Paula Armour was working at her frozen yogurt shop in 1987 when a man dressed in a Hawaiian shirt and shorts walked in, ordered a blueberry smoothie and left.
Five minutes later, he was back. To her surprise, he asked if she would have dinner with him.
Paula still owns Humphrey Yogart in Sherman Oaks. But now she runs it alongside her husband of 20 years, Jim Sheftel -- the very man who ordered the blueberry smoothie that day.
"He came in for a smoothie and got a wife," Paula, 54, quipped. Although he liked his drink, "he liked me even better."
Just months after they met, Jim joined Paula behind the counter at Humphrey, becoming a co-owner around the same time they became husband and wife.
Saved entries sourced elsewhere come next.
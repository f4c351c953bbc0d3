use async_trait::async_trait;
use oxog_value::{ErrorValue, Value};

use super::Kernel;
use crate::Outcome;

pub type LifecycleOutcome = Outcome<(), ErrorValue>;

/// A unit of functionality installed into a kernel. `C` is the kernel's shared
/// context type.
#[async_trait]
pub trait Plugin<C: Send + Sync = Value>: Send + Sync {
    /// Unique name within a kernel.
    fn name(&self) -> &str;
    fn version(&self) -> &str;

    /// Names of plugins that must be registered first.
    fn dependencies(&self) -> &[String] {
        &[]
    }

    fn install(&self, kernel: &mut dyn Kernel<C>) -> LifecycleOutcome;

    async fn on_init(&self, _context: &C) -> LifecycleOutcome {
        Outcome::Ok(())
    }

    async fn on_destroy(&self) -> LifecycleOutcome {
        Outcome::Ok(())
    }

    fn on_error(&self, _error: &ErrorValue) {}
}
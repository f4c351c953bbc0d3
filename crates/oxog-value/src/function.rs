use std::fmt;
use std::sync::Arc;

use crate::Value;

pub type NativeFn = Arc<dyn Fn(&[Value]) -> Value + Send + Sync>;

/// Callable value. Equality is identity: clones of one function compare equal,
/// two closures with the same body do not.
#[derive(Clone)]
pub struct Function {
    name: Option<Arc<str>>,
    body: NativeFn,
}

impl Function {
    pub fn new(name: &str, body: impl Fn(&[Value]) -> Value + Send + Sync + 'static) -> Self {
        Self {
            name: Some(Arc::from(name)),
            body: Arc::new(body),
        }
    }

    pub fn anonymous(body: impl Fn(&[Value]) -> Value + Send + Sync + 'static) -> Self {
        Self {
            name: None,
            body: Arc::new(body),
        }
    }

    /// A function that ignores its arguments and returns `undefined`.
    pub fn noop(name: &str) -> Self {
        Self::new(name, |_| Value::Undefined)
    }

    pub fn name(&self) -> Option<&str> {
        self.name.as_deref()
    }

    pub fn call(&self, args: &[Value]) -> Value {
        (self.body)(args)
    }

    pub fn ptr_eq(&self, other: &Function) -> bool {
        Arc::ptr_eq(&self.body, &other.body)
    }
}

impl PartialEq for Function {
    fn eq(&self, other: &Self) -> bool {
        self.ptr_eq(other)
    }
}

impl fmt::Display for Function {
    fn fmt(&self, f: &mut fmt::Formatter<'_>) -> fmt::Result {
        write!(
            f,
            "function {}() {{ [native code] }}",
            self.name.as_deref().unwrap_or("")
        )
    }
}

impl fmt::Debug for Function {
    fn fmt(&self, f: &mut fmt::Formatter<'_>) -> fmt::Result {
        match &self.name {
            Some(name) => write!(f, "[Function: {name}]"),
            None => f.write_str("[Function (anonymous)]"),
        }
    }
}
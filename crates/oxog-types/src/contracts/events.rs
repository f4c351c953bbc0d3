use std::sync::Arc;

use oxog_value::Value;

pub type EventHandler<P = Value> = Arc<dyn Fn(&P) + Send + Sync>;

/// Detaches the handler it was returned for. Calling it after the handler is gone is
/// a no-op.
pub type Unsubscribe = Box<dyn FnOnce() + Send>;

/// Names the events of one emitter and the payload they carry.
pub trait EventMap: 'static {
    type Payload: Send + Sync + 'static;

    /// Known event names; empty means any name is accepted.
    fn names() -> &'static [&'static str];

    fn is_known(event: &str) -> bool {
        let names = Self::names();
        names.is_empty() || names.contains(&event)
    }
}

/// Open event map with dynamic payloads.
#[derive(Debug, Clone, Copy, Default)]
pub struct DynamicEvents;

impl EventMap for DynamicEvents {
    type Payload = Value;

    fn names() -> &'static [&'static str] {
        &[]
    }
}

/// Subscription surface over an [`EventMap`]. Handlers are identified by their `Arc`,
/// so `off` needs the same handle that was passed to `on`.
pub trait EventEmitter<M: EventMap = DynamicEvents>: Send + Sync {
    fn on(&self, event: &str, handler: EventHandler<M::Payload>) -> Unsubscribe;

    /// Returns whether the handler was subscribed.
    fn off(&self, event: &str, handler: &EventHandler<M::Payload>) -> bool;

    fn emit(&self, event: &str, payload: &M::Payload);

    /// Subscribes a handler that detaches itself after its first call.
    fn once(&self, event: &str, handler: EventHandler<M::Payload>) -> Unsubscribe;
}
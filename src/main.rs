use anyhow::Result;
use clap::Parser;
use market_analyzer::cli::{handle_command, Cli};

use tracing_subscriber::layer::SubscriberExt;
use tracing_subscriber::util::SubscriberInitExt;
use tracing_subscriber::{fmt, EnvFilter, Registry};

#[tokio::main]
async fn main() -> Result<()> {
    // Initialize logging first
    Registry::default()
        .with(fmt::layer())
        .with(
            EnvFilter::try_from_default_env()
                .unwrap_or(EnvFilter::new("market_analyzer=info,rocket::server=off")),
        )
        .init();

    let cli = Cli::parse();
    handle_command(cli).await
}
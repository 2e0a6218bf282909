// src/lib.rs
pub mod cli;
pub mod csv_export;
pub mod environment;
pub mod filters;
pub mod market;
pub mod session;
pub mod web;

pub use filters::{FilterDimension, Filters};
pub use market::{
    build_query, decode_report, MarketClient, MarketError, MarketReport, QuerySpec, TierAnalysis,
};
pub use session::{run_analysis, SearchState, Session};
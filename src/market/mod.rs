// src/market/mod.rs
use serde::{Deserialize, Serialize};
use std::fmt;
use thiserror::Error;

use crate::filters::CityTier;

pub mod client;
pub mod query;

pub use client::{decode_report, MarketClient};
pub use query::{build_query, QuerySpec, REPORT_SCHEMA_VERSION};

/// One analyzed city tier. Schema v1: this exact field set is what the
/// backend is asked to produce and what validation enforces.
#[derive(Debug, Clone, PartialEq, Serialize, Deserialize)]
#[serde(deny_unknown_fields)]
pub struct TierAnalysis {
    pub tier: CityTier,
    pub demand_level: DemandLevel,
    pub estimated_openings: u32,
    pub salary_range: String,
    pub top_employers: Vec<String>,
    pub market_insight: String,
}

/// Structured result of one analysis request, in backend order.
///
/// An empty report means the backend found no significant results for the
/// selected filters; it is not a failure.
#[derive(Debug, Clone, Default, PartialEq, Serialize, Deserialize)]
#[serde(deny_unknown_fields)]
pub struct MarketReport {
    pub tier_analyses: Vec<TierAnalysis>,
}

impl MarketReport {
    pub fn is_empty(&self) -> bool {
        self.tier_analyses.is_empty()
    }
}

#[derive(Debug, Clone, Copy, PartialEq, Eq, Serialize, Deserialize)]
pub enum DemandLevel {
    Low,
    Moderate,
    High,
    #[serde(rename = "Very High")]
    VeryHigh,
}

impl DemandLevel {
    pub const ALL: [DemandLevel; 4] = [
        DemandLevel::Low,
        DemandLevel::Moderate,
        DemandLevel::High,
        DemandLevel::VeryHigh,
    ];

    pub fn label(&self) -> &'static str {
        match self {
            DemandLevel::Low => "Low",
            DemandLevel::Moderate => "Moderate",
            DemandLevel::High => "High",
            DemandLevel::VeryHigh => "Very High",
        }
    }
}

impl fmt::Display for DemandLevel {
    fn fmt(&self, f: &mut fmt::Formatter<'_>) -> fmt::Result {
        f.write_str(self.label())
    }
}

/// Failure classes of one report acquisition. Classification happens in the
/// fetcher and nowhere else; callers store or display, they do not reclassify.
#[derive(Debug, Clone, PartialEq, Error)]
pub enum MarketError {
    /// Transport-level failure (timeout, refused connection). Recoverable by
    /// re-invoking the analysis.
    #[error("could not reach the market analysis backend: {0}")]
    Network(String),
    /// Error reported by the backend itself; the message is backend-supplied
    /// and shown verbatim.
    #[error("{0}")]
    Backend(String),
    /// The backend answered, but its payload does not conform to the report
    /// schema. The message names the defect, never the raw payload.
    #[error("market report failed validation: {0}")]
    SchemaViolation(String),
}

impl MarketError {
    pub fn code(&self) -> &'static str {
        match self {
            MarketError::Network(_) => "NETWORK_ERROR",
            MarketError::Backend(_) => "BACKEND_ERROR",
            MarketError::SchemaViolation(_) => "SCHEMA_VIOLATION",
        }
    }
}
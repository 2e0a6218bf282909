// src/session.rs
use anyhow::Result;
use tracing::info;

use crate::filters::{FilterDimension, Filters};
use crate::market::{build_query, MarketClient, MarketError, MarketReport};

/// Outcome of the most recent analysis. Exactly one of these is held at any
/// time; an error never coexists with stale report data.
#[derive(Debug, Clone, PartialEq)]
pub enum SearchState {
    /// No analysis has produced an outcome yet (or one is being replaced).
    Absent,
    Report(MarketReport),
    Failed(MarketError),
}

/// Owner of the dashboard session: the current filter selection, the single
/// stored outcome, and whether an analysis was ever attempted. The pipeline
/// components stay stateless; everything mutable lives here.
#[derive(Debug, Clone, PartialEq)]
pub struct Session {
    filters: Filters,
    state: SearchState,
    has_searched: bool,
}

impl Session {
    pub fn new() -> Self {
        Self {
            filters: Filters::new(),
            state: SearchState::Absent,
            has_searched: false,
        }
    }

    pub fn filters(&self) -> &Filters {
        &self.filters
    }

    /// Apply one dashboard filter change. Rejects values outside the
    /// dimension's catalog.
    pub fn set_filter(&mut self, dimension: FilterDimension, raw: &str) -> Result<()> {
        self.filters.set(dimension, raw)
    }

    /// Start a new analysis: clear the previous outcome, mark the session as
    /// searched, and return the immutable filter snapshot for this fetch.
    pub fn begin_search(&mut self) -> Filters {
        self.state = SearchState::Absent;
        self.has_searched = true;
        self.filters
    }

    /// Store the outcome of the fetch started by `begin_search`.
    pub fn complete_search(&mut self, outcome: Result<MarketReport, MarketError>) {
        self.state = match outcome {
            Ok(report) => SearchState::Report(report),
            Err(error) => SearchState::Failed(error),
        };
    }

    pub fn report(&self) -> Option<&MarketReport> {
        match &self.state {
            SearchState::Report(report) => Some(report),
            _ => None,
        }
    }

    pub fn last_error(&self) -> Option<&MarketError> {
        match &self.state {
            SearchState::Failed(error) => Some(error),
            _ => None,
        }
    }

    pub fn has_searched(&self) -> bool {
        self.has_searched
    }

    /// Export is only reachable with at least one tier analysis in store.
    pub fn is_data_available(&self) -> bool {
        self.report().is_some_and(|report| !report.is_empty())
    }

    /// A search ran, nothing failed, and no tier analyses came back. Distinct
    /// from the untried state and from the error state.
    pub fn no_results(&self) -> bool {
        self.has_searched
            && self.last_error().is_none()
            && self.report().is_none_or(|report| report.is_empty())
    }
}

impl Default for Session {
    fn default() -> Self {
        Self::new()
    }
}

/// Run one full analysis pass for the session: snapshot filters, build the
/// query, fetch, store the outcome. The caller holds the session for the
/// whole pass, so no second analysis can interleave.
pub async fn run_analysis(client: &MarketClient, session: &mut Session) {
    let filters = session.begin_search();
    let query = build_query(&filters);

    info!("Starting market analysis");
    let outcome = client.fetch_report(&query).await;
    session.complete_search(outcome);
}
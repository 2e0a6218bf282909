// src/market/query.rs
use serde_json::json;

use crate::filters::{CityTier, Filters};
use crate::market::DemandLevel;

/// Version tag of the tier-analysis field set the backend is asked for.
pub const REPORT_SCHEMA_VERSION: &str = "v1";

/// One fully-built backend query: the analysis intent plus the explicit
/// output-schema descriptor the generative backend must conform to.
#[derive(Debug, Clone, PartialEq)]
pub struct QuerySpec {
    pub prompt: String,
    pub response_schema: serde_json::Value,
}

/// Constraint clauses for every selected dimension. Unconstrained dimensions
/// produce no clause at all; they must not surface as a literal "All ..."
/// restriction in the prompt.
pub fn constraint_clauses(filters: &Filters) -> Vec<String> {
    let mut clauses = Vec::new();

    if let Some(qualification) = filters.qualification {
        clauses.push(format!(
            "candidates holding a {} degree",
            qualification.label()
        ));
    }
    if let Some(sector) = filters.sector {
        clauses.push(format!("openings in the {} sector", sector.label()));
    }
    if let Some(tier) = filters.location {
        clauses.push(format!("cities classified as {}", tier.label()));
    }
    if let Some(role) = filters.job_role {
        clauses.push(format!("the job role \"{}\"", role.label()));
    }

    clauses
}

/// Build the backend query for the given filter selection.
///
/// Pure and total: every `Filters` value yields a query, no I/O involved.
pub fn build_query(filters: &Filters) -> QuerySpec {
    let clauses = constraint_clauses(filters);

    let scope = if clauses.is_empty() {
        "Consider the entire entry-level job market with no restriction on qualification, sector, city tier or job role.".to_string()
    } else {
        let mut lines = String::from("Restrict the analysis to:\n");
        for clause in &clauses {
            lines.push_str("- ");
            lines.push_str(clause);
            lines.push('\n');
        }
        lines
    };

    let prompt = format!(
        r#"You are a labor-market analyst for the Indian entry-level job market.

{}
Report the current market situation broken down by city tier. For every city tier with significant activity, provide one analysis entry. Omit tiers with no meaningful data rather than inventing figures; an empty list is an acceptable answer.

Respond with structured data only, exactly matching the supplied response schema. Do not add prose around it."#,
        scope
    );

    QuerySpec {
        prompt,
        response_schema: response_schema(),
    }
}

/// JSON descriptor of report schema v1, handed to the backend alongside the
/// prompt so its output can be mechanically validated instead of parsed as
/// free text.
fn response_schema() -> serde_json::Value {
    let tier_labels: Vec<&str> = CityTier::ALL.iter().map(|t| t.label()).collect();
    let demand_labels: Vec<&str> = DemandLevel::ALL.iter().map(|d| d.label()).collect();

    json!({
        "version": REPORT_SCHEMA_VERSION,
        "type": "object",
        "required": ["tier_analyses"],
        "properties": {
            "tier_analyses": {
                "type": "array",
                "items": {
                    "type": "object",
                    "required": [
                        "tier",
                        "demand_level",
                        "estimated_openings",
                        "salary_range",
                        "top_employers",
                        "market_insight"
                    ],
                    "properties": {
                        "tier": { "type": "string", "enum": tier_labels },
                        "demand_level": { "type": "string", "enum": demand_labels },
                        "estimated_openings": { "type": "integer", "minimum": 0 },
                        "salary_range": { "type": "string" },
                        "top_employers": { "type": "array", "items": { "type": "string" } },
                        "market_insight": { "type": "string" }
                    }
                }
            }
        }
    })
}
It hasn't always been easy, they admit, as the Sheftels' contrasting personalities -- Jim is free-spirited and easygoing while Paula is cautious and grounded -- sometimes clash.
But over the years, they've "really got it down to a science," Paula said, alternating days in the shop, developing ideas together and sticking to a well-defined division of labor.
"What has made it easy and successful over the years is we complement each other," she said. "He'll see the big picture and I'm more into the details. He'll come up with the great ideas, and I'll execute them."
"Like with any family business, you trust the people you're related to," said Barry Graff, a San Diego-based family business consultant. "When you succeed, there's a special pride in that: 'We've done this together.' There's nothing like that."
Situated in a shopping plaza on Van Nuys Boulevard, Humphrey has developed a loyal following of customers who crowd the little shop with the quirky name for its espresso drinks, panini, salads and frozen yogurt.
Although Humphrey sells traditional ice cream and soft-serve frozen yogurt, its most popular item is its hard-packed nonfat yogurt, which is scooped just like ice cream. Customers choose from four yogurts -- vanilla, chocolate, tart and soy -- and then pick from 45 "blend-ins," including fresh fruit, candy, cookies and nuts, which are swirled into the yogurt in a blending machine.
Prices start at $2.25 and increase depending on size and the number of blend-ins. The Sheftels say they serve about 500 frozen desserts every day.
Humphrey opened in 1984 during the frozen yogurt boom under the ownership of Maria and Raphael Baker, another husband-and-wife team. Two years later, Paula, then a field consultant for McDonald's Corp., bought the shop from the Bakers for $110,000.